In this, one sample from each of the series that started with 2, 3, and 4 fails, and anything that rolled a 1 on the first die fails. That's 4+3 = 7 of our 16 possible wands that fail.

Thrice, the possibilities are:
111 121 131 141 211 221 231 241 (and because 2 != 1, just run that last set
112 122 132 142 212 222 232 242 of sixteen twice more for me, swapping
113 123 133 143 213 223 233 243 3 and 4 for 2 in the hundreds place)
114 124 134 144 214 224 234 244

In this, 1/4 fail because they start with 1, 1/4 of each of the remaining sets of 16 fail because they have a 1 in the hundreds place, and 1/4 of each of the 3 remaining sets (within those 16) fail for the ones place.
Thus, 16+3*4+3*3*1 = 16+12+9 = 37 of 64 possible wands have failed, or over half.

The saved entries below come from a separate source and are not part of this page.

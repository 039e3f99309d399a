//! MySQL column type codes as they appear in TABLE_MAP events.

use serde::{Deserialize, Serialize};

/// Column type as announced by a TABLE_MAP event.
///
/// The binlog carries the storage type, not the declared SQL type: a
/// `CHAR`/`ENUM`/`SET` column all appear as [`ColumnType::String`] with the
/// real type packed into the column metadata, and `TEXT` appears as
/// [`ColumnType::Blob`].
#[derive(Debug, Clone, Copy, PartialEq, Eq, Hash, Serialize, Deserialize)]
pub enum ColumnType {
    Decimal,
    Tiny,
    Short,
    Long,
    Float,
    Double,
    Null,
    Timestamp,
    LongLong,
    Int24,
    Date,
    Time,
    DateTime,
    Year,
    NewDate,
    Varchar,
    Bit,
    Timestamp2,
    DateTime2,
    Time2,
    TypedArray,
    Vector,
    Json,
    NewDecimal,
    Enum,
    Set,
    TinyBlob,
    MediumBlob,
    LongBlob,
    Blob,
    VarString,
    String,
    Geometry,
    /// A type code this crate does not know about.
    Unknown(u8),
}

impl ColumnType {
    pub fn from_code(code: u8) -> Self {
        match code {
            0 => ColumnType::Decimal,
            1 => ColumnType::Tiny,
            2 => ColumnType::Short,
            3 => ColumnType::Long,
            4 => ColumnType::Float,
            5 => ColumnType::Double,
            6 => ColumnType::Null,
            7 => ColumnType::Timestamp,
            8 => ColumnType::LongLong,
            9 => ColumnType::Int24,
            10 => ColumnType::Date,
            11 => ColumnType::Time,
            12 => ColumnType::DateTime,
            13 => ColumnType::Year,
            14 => ColumnType::NewDate,
            15 => ColumnType::Varchar,
            16 => ColumnType::Bit,
            17 => ColumnType::Timestamp2,
            18 => ColumnType::DateTime2,
            19 => ColumnType::Time2,
            20 => ColumnType::TypedArray,
            242 => ColumnType::Vector,
            245 => ColumnType::Json,
            246 => ColumnType::NewDecimal,
            247 => ColumnType::Enum,
            248 => ColumnType::Set,
            249 => ColumnType::TinyBlob,
            250 => ColumnType::MediumBlob,
            251 => ColumnType::LongBlob,
            252 => ColumnType::Blob,
            253 => ColumnType::VarString,
            254 => ColumnType::String,
            255 => ColumnType::Geometry,
            other => ColumnType::Unknown(other),
        }
    }

    pub fn code(&self) -> u8 {
        match self {
            ColumnType::Decimal => 0,
            ColumnType::Tiny => 1,
            ColumnType::Short => 2,
            ColumnType::Long => 3,
            ColumnType::Float => 4,
            ColumnType::Double => 5,
            ColumnType::Null => 6,
            ColumnType::Timestamp => 7,
            ColumnType::LongLong => 8,
            ColumnType::Int24 => 9,
            ColumnType::Date => 10,
            ColumnType::Time => 11,
            ColumnType::DateTime => 12,
            ColumnType::Year => 13,
            ColumnType::NewDate => 14,
            ColumnType::Varchar => 15,
            ColumnType::Bit => 16,
            ColumnType::Timestamp2 => 17,
            ColumnType::DateTime2 => 18,
            ColumnType::Time2 => 19,
            ColumnType::TypedArray => 20,
            ColumnType::Vector => 242,
            ColumnType::Json => 245,
            ColumnType::NewDecimal => 246,
            ColumnType::Enum => 247,
            ColumnType::Set => 248,
            ColumnType::TinyBlob => 249,
            ColumnType::MediumBlob => 250,
            ColumnType::LongBlob => 251,
            ColumnType::Blob => 252,
            ColumnType::VarString => 253,
            ColumnType::String => 254,
            ColumnType::Geometry => 255,
            ColumnType::Unknown(code) => *code,
        }
    }

    /// Numeric columns are the ones covered by the SIGNEDNESS optional metadata field.
    pub fn is_numeric(&self) -> bool {
        matches!(
            self,
            ColumnType::Tiny
                | ColumnType::Short
                | ColumnType::Int24
                | ColumnType::Long
                | ColumnType::LongLong
                | ColumnType::Float
                | ColumnType::Double
                | ColumnType::Decimal
                | ColumnType::NewDecimal
        )
    }

    /// Integer columns whose decoding depends on signedness.
    pub fn is_integer(&self) -> bool {
        matches!(
            self,
            ColumnType::Tiny
                | ColumnType::Short
                | ColumnType::Int24
                | ColumnType::Long
                | ColumnType::LongLong
        )
    }
}
//! Event sources: a local binlog file and a live replication stream.

use crate::codec::{BinlogCodec, BINLOG_MAGIC};
use async_trait::async_trait;
use binlog_core::{
    ChangeEvent, EventHeader, EventSource, EventType, PreconditionError, Pulled, SourceError,
};
use futures::StreamExt;
use mysql_async::{BinlogStream, BinlogStreamRequest, Pool};
use std::path::{Path, PathBuf};
use std::time::Duration;
use tokio::fs::File;
use tokio::io::{AsyncReadExt, BufReader};
use tracing::{debug, info};

/// Pick a replica server id that is unlikely to collide with real replicas.
pub fn random_server_id() -> u32 {
    rand::random::<u32>() % 1000000 + 1000000 // Random ID between 1M-2M
}

/// Reads events from a binlog file on disk.
pub struct LocalBinlogSource {
    path: PathBuf,
    reader: BufReader<File>,
    codec: BinlogCodec,
}

impl LocalBinlogSource {
    /// Open `path` and check the binlog magic header.
    pub async fn open(path: impl AsRef<Path>) -> Result<Self, SourceError> {
        let path = path.as_ref().to_path_buf();
        let mut reader = BufReader::new(File::open(&path).await?);

        let mut magic = [0u8; 4];
        let read = read_full(&mut reader, &mut magic).await?;
        if read != magic.len() || magic != BINLOG_MAGIC {
            return Err(PreconditionError::BadFileHeader(path.display().to_string()).into());
        }
        info!("Opened local binlog file {}", path.display());

        Ok(Self {
            path,
            reader,
            codec: BinlogCodec::for_file(),
        })
    }

    /// Base name of the file, used as the current binlog file name.
    pub fn file_name(&self) -> String {
        self.path
            .file_name()
            .map(|name| name.to_string_lossy().into_owned())
            .unwrap_or_else(|| self.path.display().to_string())
    }

    async fn next_event(&mut self) -> Result<Pulled, SourceError> {
        let mut header_bytes = [0u8; EventHeader::SIZE];
        match read_full(&mut self.reader, &mut header_bytes).await? {
            0 => return Ok(Pulled::EndOfStream),
            n if n < EventHeader::SIZE => {
                return Err(SourceError::Malformed(format!(
                    "{}: truncated event header ({n} of {} bytes)",
                    self.path.display(),
                    EventHeader::SIZE
                )))
            }
            _ => {}
        }

        let header = BinlogCodec::decode_header(&header_bytes)
            .map_err(|e| SourceError::Malformed(e.to_string()))?;
        let mut body = vec![0u8; header.event_length as usize - EventHeader::SIZE];
        let read = read_full(&mut self.reader, &mut body).await?;
        if read < body.len() {
            return Err(SourceError::Malformed(format!(
                "{}: truncated {:?} event ending at {} ({read} of {} body bytes)",
                self.path.display(),
                header.event_type,
                header.end_log_position,
                body.len()
            )));
        }

        let event = self
            .codec
            .decode_event(header, &body)
            .map_err(|e| SourceError::Malformed(e.to_string()))?;
        Ok(Pulled::Event(event))
    }
}

#[async_trait]
impl EventSource for LocalBinlogSource {
    fn source_type(&self) -> &'static str {
        "mysql-binlog-file"
    }

    /// Files never block, so the deadline is ignored.
    async fn pull(&mut self, _deadline: Option<Duration>) -> Result<Pulled, SourceError> {
        self.next_event().await
    }
}

/// Fill `buf` as far as the reader allows, returning the bytes read.
async fn read_full(reader: &mut BufReader<File>, buf: &mut [u8]) -> std::io::Result<usize> {
    let mut filled = 0;
    while filled < buf.len() {
        let n = reader.read(&mut buf[filled..]).await?;
        if n == 0 {
            break;
        }
        filled += n;
    }
    Ok(filled)
}

/// Tails a server's binlog through the replication protocol.
pub struct LiveBinlogSource {
    stream: BinlogStream,
    codec: BinlogCodec,
    server_id: u32,
}

impl LiveBinlogSource {
    /// Register as a replica with `server_id` and start dumping from `file:position`.
    pub async fn connect(
        pool: &Pool,
        server_id: u32,
        file: &str,
        position: u64,
    ) -> anyhow::Result<Self> {
        let conn = pool.get_conn().await?;
        let request = BinlogStreamRequest::new(server_id)
            .with_filename(file.as_bytes())
            .with_pos(position);
        let stream = conn.get_binlog_stream(request).await?;
        info!(server_id, "Started binlog dump from {file}:{position}");

        Ok(Self {
            stream,
            codec: BinlogCodec::for_stream(),
            server_id,
        })
    }

    pub fn server_id(&self) -> u32 {
        self.server_id
    }

    fn convert(&mut self, event: mysql_async::binlog::events::Event) -> Result<Pulled, SourceError> {
        let raw = event.header();
        let header = EventHeader {
            timestamp: raw.timestamp(),
            event_type: EventType::from_code(raw.event_type_raw()),
            server_id: raw.server_id(),
            event_length: raw.event_size(),
            end_log_position: u64::from(raw.log_pos()),
            flags: raw.flags_raw(),
        };
        debug!(
            event_type = ?header.event_type,
            end_log_position = header.end_log_position,
            "Received event"
        );
        let event: ChangeEvent = self
            .codec
            .decode_event(header, event.data())
            .map_err(|e| SourceError::Malformed(e.to_string()))?;
        Ok(Pulled::Event(event))
    }
}

#[async_trait]
impl EventSource for LiveBinlogSource {
    fn source_type(&self) -> &'static str {
        "mysql-binlog-stream"
    }

    async fn pull(&mut self, deadline: Option<Duration>) -> Result<Pulled, SourceError> {
        let next = match deadline {
            Some(deadline) => match tokio::time::timeout(deadline, self.stream.next()).await {
                Ok(next) => next,
                Err(_) => return Ok(Pulled::Timeout),
            },
            None => self.stream.next().await,
        };

        match next {
            Some(Ok(event)) => self.convert(event),
            Some(Err(e)) => Err(SourceError::Connection(e.to_string())),
            None => Ok(Pulled::EndOfStream),
        }
    }
}

#[cfg(test)]
mod tests {
    use super::*;

    #[test]
    fn test_random_server_id_range() {
        for _ in 0..100 {
            let id = random_server_id();
            assert!((1_000_000..2_000_000).contains(&id));
        }
    }
}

Why do wands that have failed keep rolling? Well, they don't, actually. Once they've gone kaput, they've used up their charged.
But they still dominate the probability space: If a wand has a 1/4 chance of failing on the first roll, fully 1/4 wands will fail on that first roll.
Of those that remain, 1/4 will fail on the second, and so that's 1/4+3/16 that fail in two rolls.

And so on. The math works out the same.

:o How do I make a table? :o

And, on topic: I use something like this rule myself, but would hate for it to be core!